Skip to content

Module 08: Operating Contexts and Execution Policy

Module Position

flowchart TD
  family["Reproducible Research"] --> program["Deep Dive Snakemake"]
  program --> module["Module 08: Operating Contexts and Execution Policy"]
  module --> lessons["Lesson pages and worked examples"]
  module --> checkpoints["Exercises and closing criteria"]
  module --> capstone["Related capstone evidence"]
flowchart TD
  purpose["Start with the module purpose and main questions"] --> lesson_map["Use the lesson map to choose reading order"]
  lesson_map --> study["Read the lessons and examples with one review question in mind"]
  study --> proof["Test the idea with exercises and capstone checkpoints"]
  proof --> close["Move on only when the closing criteria feel concrete"]

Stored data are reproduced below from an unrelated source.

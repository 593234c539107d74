//! Error types for scrub evaluation.

use serde::{Deserialize, Serialize};

/// Failures detectable synchronously before any output is emitted.
/// A buffer "hold" (progress too far outside the active segment) is a
/// designed outcome, not an error; see [`crate::engine::Sample`].
#[derive(thiserror::Error, Debug, Clone, PartialEq, Serialize, Deserialize)]
#[non_exhaustive]
pub enum ScrubError {
    /// Zero-width interval: local remapping would divide by zero.
    #[error("invalid interval: start {start} equals end {end}")]
    InvalidInterval { start: f32, end: f32 },

    /// Fewer than two usable keyframes remain after channel filtering.
    #[error("insufficient keyframes: {available} usable, need at least 2")]
    InsufficientKeyframes { available: usize },

    /// A string value matches neither `<number><unit>` nor rgb/rgba.
    #[error("unparseable typed value: {raw:?}")]
    UnparseableTypedValue { raw: String },

    /// Keyframe JSON did not match any accepted shape.
    #[error("keyframes json parse error: {0}")]
    JsonParse(String),
}
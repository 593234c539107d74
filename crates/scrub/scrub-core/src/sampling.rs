//! Segment resolution over a keyframe set.
//!
//! Model:
//! - Keyframe positions live on a 0-100 scale; local progress on 0-1.
//! - The active segment is the pair of adjacent keyframes bracketing the
//!   scaled local progress.
//! - Progress outside the keyframe range still resolves to the first or
//!   last segment, so the buffer policy (interp.rs) decides clamp vs hold
//!   instead of resolution failing.

use crate::data::KeyframeSet;
use crate::error::ScrubError;
use crate::value::TypedValue;

/// The two adjacent keyframes bracketing the current local progress.
/// `start`/`end` are normalized to 0-1 local-progress units.
#[derive(Clone, Debug, PartialEq)]
pub struct Segment {
    pub start: f32,
    pub end: f32,
    pub from: TypedValue,
    pub to: TypedValue,
}

/// Resolve the active segment for `local` progress.
///
/// Selection over the filtered, ordered keyframe list, comparing on the
/// 0-100 key scale (`local * 100`):
/// - first position >= scaled local at index 0 -> first segment (0, 1);
/// - at index i -> segment (i-1, i);
/// - none (past the last keyframe) -> last segment (len-2, len-1).
pub fn resolve_segment(
    set: &KeyframeSet,
    local: f32,
    channel: Option<&str>,
) -> Result<Segment, ScrubError> {
    let endpoints = set.endpoints(channel);
    let n = endpoints.len();
    if n < 2 {
        return Err(ScrubError::InsufficientKeyframes { available: n });
    }

    let scaled = local * 100.0;
    let (a, b) = match endpoints.iter().position(|(pos, _)| *pos >= scaled) {
        None => (n - 2, n - 1),
        Some(0) => (0, 1),
        Some(i) => (i - 1, i),
    };

    let (start_pos, from) = endpoints[a].clone();
    let (end_pos, to) = endpoints[b].clone();
    Ok(Segment {
        start: start_pos / 100.0,
        end: end_pos / 100.0,
        from,
        to,
    })
}
use serde::{Deserialize, Serialize};
use std::time::Duration;

/// How the delay between attempts evolves
#[derive(Debug, Clone, Copy, PartialEq, Eq, Default, Serialize, Deserialize)]
#[serde(rename_all = "lowercase", tag = "kind")]
pub enum Backoff {
    /// Same delay before every retry
    #[default]
    Fixed,
    /// Delay doubles before each retry, capped at `max_delay`
    Exponential {
        #[serde(rename = "max_delay_ms", with = "crate::config::duration_ms")]
        max_delay: Duration,
    },
}

/// Bounded retry budget for a single request
#[derive(Debug, Clone, Copy, PartialEq, Eq)]
pub struct RetryPolicy {
    pub max_retries: u32,
    pub delay: Duration,
    pub backoff: Backoff,
}

impl RetryPolicy {
    pub fn fixed(max_retries: u32, delay: Duration) -> Self {
        Self {
            max_retries,
            delay,
            backoff: Backoff::Fixed,
        }
    }

    /// Upper bound on attempts for one call, the first one included
    pub fn max_attempts(&self) -> u32 {
        self.max_retries.saturating_add(1)
    }

    /// Sleep before retry number `retry` (0-based)
    pub fn delay_for(&self, retry: u32) -> Duration {
        match self.backoff {
            Backoff::Fixed => self.delay,
            Backoff::Exponential { max_delay } => {
                let factor = 2u32.checked_pow(retry).unwrap_or(u32::MAX);
                self.delay
                    .checked_mul(factor)
                    .unwrap_or(max_delay)
                    .min(max_delay)
            }
        }
    }
}

impl Default for RetryPolicy {
    fn default() -> Self {
        Self::fixed(3, Duration::from_secs(1))
    }
}

/// Statuses that consume retry budget instead of failing at once: 408, 429 and 5xx
pub fn is_retryable_status(status: u16) -> bool {
    status == 408 || status == 429 || status >= 500
}

#[cfg(test)]
mod tests {
    use super::*;

    #[test]
    fn test_retryable_statuses() {
        for status in [408, 429, 500, 502, 503, 504, 599] {
            assert!(is_retryable_status(status), "{} should retry", status);
        }
        for status in [200, 400, 401, 403, 404, 422, 499] {
            assert!(!is_retryable_status(status), "{} should not retry", status);
        }
    }

    #[test]
    fn test_fixed_delay() {
        let policy = RetryPolicy::fixed(3, Duration::from_millis(250));
        for retry in 0..5 {
            assert_eq!(policy.delay_for(retry), Duration::from_millis(250));
        }
        assert_eq!(policy.max_attempts(), 4);
    }

    #[test]
    fn test_exponential_delay_is_capped() {
        let policy = RetryPolicy {
            max_retries: 10,
            delay: Duration::from_millis(100),
            backoff: Backoff::Exponential {
                max_delay: Duration::from_millis(1000),
            },
        };
        assert_eq!(policy.delay_for(0), Duration::from_millis(100));
        assert_eq!(policy.delay_for(1), Duration::from_millis(200));
        assert_eq!(policy.delay_for(3), Duration::from_millis(800));
        assert_eq!(policy.delay_for(4), Duration::from_millis(1000));
        assert_eq!(policy.delay_for(63), Duration::from_millis(1000));
    }

    #[test]
    fn test_defaults() {
        let policy = RetryPolicy::default();
        assert_eq!(policy.max_retries, 3);
        assert_eq!(policy.delay, Duration::from_secs(1));
        assert_eq!(policy.backoff, Backoff::Fixed);
    }
}
use serde::{Deserialize, Serialize};
use std::collections::HashMap;
use std::time::Duration;

use crate::retry::{Backoff, RetryPolicy};

/// Client configuration record.
///
/// Built once from defaults plus an ordered list of [`ClientOption`]s, then
/// changed only through the client's explicit setters.
#[derive(Debug, Clone, PartialEq, Deserialize, Serialize)]
pub struct ClientOptions {
    #[serde(default)]
    pub api_key: String,
    #[serde(default)]
    pub sql_key: String,
    #[serde(rename = "timeout_ms", default = "default_timeout", with = "duration_ms")]
    pub timeout: Duration,
    #[serde(default = "default_max_retries")]
    pub max_retries: u32,
    #[serde(
        rename = "retry_delay_ms",
        default = "default_retry_delay",
        with = "duration_ms"
    )]
    pub retry_delay: Duration,
    #[serde(default)]
    pub backoff: Backoff,
    /// Extra headers sent with every request
    #[serde(default)]
    pub headers: HashMap<String, String>,
}

fn default_timeout() -> Duration {
    Duration::from_secs(30)
}

fn default_max_retries() -> u32 {
    3
}

fn default_retry_delay() -> Duration {
    Duration::from_secs(1)
}

impl Default for ClientOptions {
    fn default() -> Self {
        Self {
            api_key: String::new(),
            sql_key: String::new(),
            timeout: default_timeout(),
            max_retries: default_max_retries(),
            retry_delay: default_retry_delay(),
            backoff: Backoff::default(),
            headers: HashMap::new(),
        }
    }
}

impl ClientOptions {
    pub fn load(path: &str) -> anyhow::Result<Self> {
        let contents = std::fs::read_to_string(path)?;
        let options: ClientOptions = serde_json::from_str(&contents)?;
        Ok(options)
    }

    /// Defaults with `options` applied in order
    pub fn from_options(options: impl IntoIterator<Item = ClientOption>) -> Self {
        let mut resolved = Self::default();
        for option in options {
            resolved.apply(option);
        }
        resolved
    }

    /// Apply one adjustment; only the targeted field changes
    pub fn apply(&mut self, option: ClientOption) {
        match option {
            ClientOption::ApiKey(key) => self.api_key = key,
            ClientOption::SqlKey(key) => self.sql_key = key,
            ClientOption::Timeout(timeout) => self.timeout = timeout,
            ClientOption::MaxRetries(retries) => self.max_retries = retries,
            ClientOption::RetryDelay(delay) => self.retry_delay = delay,
            ClientOption::Backoff(backoff) => self.backoff = backoff,
            ClientOption::Header(name, value) => {
                self.headers.insert(name, value);
            }
        }
    }

    pub fn retry_policy(&self) -> RetryPolicy {
        RetryPolicy {
            max_retries: self.max_retries,
            delay: self.retry_delay,
            backoff: self.backoff,
        }
    }
}

/// Named adjustment applied on top of [`ClientOptions::default`]
#[derive(Debug, Clone, PartialEq)]
pub enum ClientOption {
    ApiKey(String),
    SqlKey(String),
    Timeout(Duration),
    MaxRetries(u32),
    RetryDelay(Duration),
    Backoff(Backoff),
    Header(String, String),
}

/// Mock server configuration
#[derive(Debug, Clone, Deserialize, Serialize)]
pub struct Config {
    #[serde(default = "default_host")]
    pub host: String,
    #[serde(default = "default_port")]
    pub port: String,
    #[serde(default = "default_log_dir")]
    pub log_dir: String,

    /// Name reported by `/health`
    #[serde(default = "default_database")]
    pub database: String,
    #[serde(default = "default_version")]
    pub version: String,

    /// Artificial delay added to every executed query
    #[serde(default)]
    pub simulated_latency_ms: u64,

    /// Client libraries advertised by `/info`
    #[serde(default = "default_supported_clients")]
    pub supported_clients: Vec<String>,

    // CORS configuration
    #[serde(default)]
    pub cors: CorsConfig,
}

#[derive(Debug, Clone, Deserialize, Serialize)]
pub struct CorsConfig {
    #[serde(default = "default_cors_enabled")]
    pub enabled: bool,
    #[serde(default = "default_allowed_origins")]
    pub allowed_origins: Vec<String>,
}

fn default_cors_enabled() -> bool {
    true
}

fn default_allowed_origins() -> Vec<String> {
    vec!["http://localhost:3000".to_string(), "http://localhost:5173".to_string()]
}

impl Default for CorsConfig {
    fn default() -> Self {
        Self {
            enabled: default_cors_enabled(),
            allowed_origins: default_allowed_origins(),
        }
    }
}

fn default_host() -> String {
    "0.0.0.0".to_string()
}

fn default_port() -> String {
    "8080".to_string()
}

fn default_log_dir() -> String {
    "./logs".to_string()
}

fn default_database() -> String {
    "mock".to_string()
}

fn default_version() -> String {
    "1.0.0".to_string()
}

fn default_supported_clients() -> Vec<String> {
    ["python", "javascript", "go", "rust", "csharp"]
        .iter()
        .map(|name| name.to_string())
        .collect()
}

impl Config {
    pub fn load(path: &str) -> anyhow::Result<Self> {
        let contents = std::fs::read_to_string(path)?;
        let config: Config = serde_json::from_str(&contents)?;
        Ok(config)
    }

    pub fn bind_addr(&self) -> String {
        format!("{}:{}", self.host, self.port)
    }

    pub fn simulated_latency(&self) -> Duration {
        Duration::from_millis(self.simulated_latency_ms)
    }
}

impl Default for Config {
    fn default() -> Self {
        Self {
            host: default_host(),
            port: default_port(),
            log_dir: default_log_dir(),
            database: default_database(),
            version: default_version(),
            simulated_latency_ms: 0,
            supported_clients: default_supported_clients(),
            cors: CorsConfig::default(),
        }
    }
}

/// Serde adapter storing a [`Duration`] as whole milliseconds
pub(crate) mod duration_ms {
    use serde::{Deserialize, Deserializer, Serializer};
    use std::time::Duration;

    pub fn serialize<S: Serializer>(duration: &Duration, serializer: S) -> Result<S::Ok, S::Error> {
        serializer.serialize_u64(duration.as_millis().min(u64::MAX as u128) as u64)
    }

    pub fn deserialize<'de, D: Deserializer<'de>>(deserializer: D) -> Result<Duration, D::Error> {
        u64::deserialize(deserializer).map(Duration::from_millis)
    }
}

Read the first diagram as a placement map: this page sits between the course promise, the lesson pages listed below, and the capstone surfaces that pressure-test the module. Read the second diagram as the study route for this page, so the diagrams point you toward the Lesson map, Exercises, and Closing criteria instead of acting like decoration.

A workflow that only works under one command on one machine is not yet operationally sound. Snakemake becomes much more useful when the workflow semantics stay stable while the operating context changes: local development, CI, scheduled execution, scratch space, or a different executor plugin.

This module is about drawing that line cleanly. Profiles, executor settings, latency knobs, storage choices, retries, and staging policies should change how the workflow is run, not silently rewrite what the workflow means.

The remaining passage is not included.